Drug testing for liver disease in alpha-1 antitrypsin deficiency by a large-scale patient-specific hiPS cells library

A1-antitrypsin deficiency (ATD) is an inherited disorder where an abnormal α1-antitrypsin (AAT) protein is produced by liver cells. Multiple genetically mutated forms of AAT exist, but only a few produce the pathology in the liver, where the protein aggregates and accumulates causing cell death and ultimately cirrhosis. However, many patients having the "pathologic" form of AAT do not develop the disease. Currently, no medical treatment is recommended for ATD-related liver diseases, but a few drugs (used for other diseases) have been proposed that either enhance AAT secretion from liver cells into the circulation, where the protein normally plays its role, or induce protein degradation. However, given the apparent variability in the pathological outcome between patients, a large-scale systematic drug screening of efficacy is required.

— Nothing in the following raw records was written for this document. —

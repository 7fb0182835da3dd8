use std::sync::Arc;

use crate::{
    assets::decode::PreparedImage,
    foundation::core::{Canvas, Rect, Rgba8},
    foundation::error::{OverlayError, OverlayResult},
};

/// Straight-alpha RGBA8 pixels read back from a [`CpuSurface`].
#[derive(Clone, Debug, PartialEq, Eq)]
pub struct FrameRgba {
    /// Width in pixels.
    pub width: u32,
    /// Height in pixels.
    pub height: u32,
    /// Row-major straight-alpha RGBA8 bytes.
    pub data: Vec<u8>,
}

/// Off-screen drawing surface owned by a single compositor call.
pub(crate) struct CpuSurface {
    width: u16,
    height: u16,
    ctx: vello_cpu::RenderContext,
}

impl CpuSurface {
    pub(crate) fn new(canvas: Canvas) -> OverlayResult<Self> {
        let width: u16 = canvas
            .width
            .try_into()
            .map_err(|_| OverlayError::canvas_unavailable("surface width exceeds u16"))?;
        let height: u16 = canvas
            .height
            .try_into()
            .map_err(|_| OverlayError::canvas_unavailable("surface height exceeds u16"))?;
        if width == 0 || height == 0 {
            return Err(OverlayError::canvas_unavailable(
                "surface must have non-zero size",
            ));
        }

        Ok(Self {
            width,
            height,
            ctx: vello_cpu::RenderContext::new(width, height),
        })
    }

    /// Cover the whole surface with an opaque color.
    pub(crate) fn fill(&mut self, color: Rgba8) {
        self.ctx.set_paint_transform(vello_cpu::kurbo::Affine::IDENTITY);
        self.ctx.set_transform(vello_cpu::kurbo::Affine::IDENTITY);
        self.ctx.set_paint(vello_cpu::peniko::Color::from_rgba8(
            color.r, color.g, color.b, color.a,
        ));
        self.ctx.fill_rect(&vello_cpu::kurbo::Rect::new(
            0.0,
            0.0,
            f64::from(self.width),
            f64::from(self.height),
        ));
    }

    /// Draw `image` scaled (non-uniformly if needed) so it covers exactly `dest`.
    pub(crate) fn draw_image(&mut self, image: &PreparedImage, dest: Rect) -> OverlayResult<()> {
        if dest.width() <= 0.0 || dest.height() <= 0.0 {
            return Ok(());
        }

        let pixmap =
            image_premul_bytes_to_pixmap(image.rgba8_premul.as_slice(), image.width, image.height)?;
        let paint = vello_cpu::Image {
            image: vello_cpu::ImageSource::Pixmap(Arc::new(pixmap)),
            sampler: vello_cpu::peniko::ImageSampler::default(),
        };

        let (iw, ih) = (f64::from(image.width), f64::from(image.height));
        let transform = kurbo::Affine::translate((dest.x0, dest.y0))
            * kurbo::Affine::scale_non_uniform(dest.width() / iw, dest.height() / ih);

        self.ctx.set_paint_transform(vello_cpu::kurbo::Affine::IDENTITY);
        self.ctx.set_transform(affine_to_cpu(transform));
        self.ctx.set_paint(paint);
        self.ctx
            .fill_rect(&vello_cpu::kurbo::Rect::new(0.0, 0.0, iw, ih));
        Ok(())
    }

    /// Rasterize all queued draws and read the pixels back as straight-alpha RGBA8.
    pub(crate) fn finish(mut self) -> FrameRgba {
        let mut pixmap = vello_cpu::Pixmap::new(self.width, self.height);
        self.ctx.flush();
        self.ctx.render_to_pixmap(&mut pixmap);

        let mut data = pixmap.data_as_u8_slice().to_vec();
        unpremultiply_rgba8_in_place(&mut data);
        FrameRgba {
            width: u32::from(self.width),
            height: u32::from(self.height),
            data,
        }
    }
}

fn affine_to_cpu(a: kurbo::Affine) -> vello_cpu::kurbo::Affine {
    vello_cpu::kurbo::Affine::new(a.as_coeffs())
}

fn image_premul_bytes_to_pixmap(
    rgba8_premul: &[u8],
    width: u32,
    height: u32,
) -> OverlayResult<vello_cpu::Pixmap> {
    let w: u16 = width
        .try_into()
        .map_err(|_| OverlayError::decode(format!("image width {width} exceeds u16")))?;
    let h: u16 = height
        .try_into()
        .map_err(|_| OverlayError::decode(format!("image height {height} exceeds u16")))?;
    if rgba8_premul.len() != width as usize * height as usize * 4 {
        return Err(OverlayError::decode("prepared image byte length mismatch"));
    }

    let mut may_have_opacities = false;
    let mut pixels = Vec::with_capacity(width as usize * height as usize);
    for px in rgba8_premul.chunks_exact(4) {
        let a = px[3];
        may_have_opacities |= a != 255;
        pixels.push(vello_cpu::peniko::color::PremulRgba8 {
            r: px[0],
            g: px[1],
            b: px[2],
            a,
        });
    }

    Ok(vello_cpu::Pixmap::from_parts_with_opacity(
        pixels,
        w,
        h,
        may_have_opacities,
    ))
}

fn unpremultiply_rgba8_in_place(rgba: &mut [u8]) {
    for px in rgba.chunks_exact_mut(4) {
        let a = px[3] as u16;
        if a == 0 || a == 255 {
            continue;
        }
        px[0] = ((px[0] as u16 * 255 + a / 2) / a).min(255) as u8;
        px[1] = ((px[1] as u16 * 255 + a / 2) / a).min(255) as u8;
        px[2] = ((px[2] as u16 * 255 + a / 2) / a).min(255) as u8;
    }
}

#[cfg(test)]
#[path = "../../tests/unit/render/cpu.rs"]
mod tests;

During this two-year project, we will produce a library of patient-specific blood- or urine-derived liver cells of almost all the genetic variants causing the severe form of the disease and some causing the mild form within the Italian Registry for ATD, including also patients that did not show pathological signs even with a genetic "pathologic" form of AAT; we will use this library to evaluate how drugs already on the market for other pathologies can reduce AAT accumulation in liver cells and be proposed for ATD therapy; and we will use a subgroup of the 5 most promising drugs for determining their therapeutic efficacy and dosage in almost all the known pathological AAT-variant patients.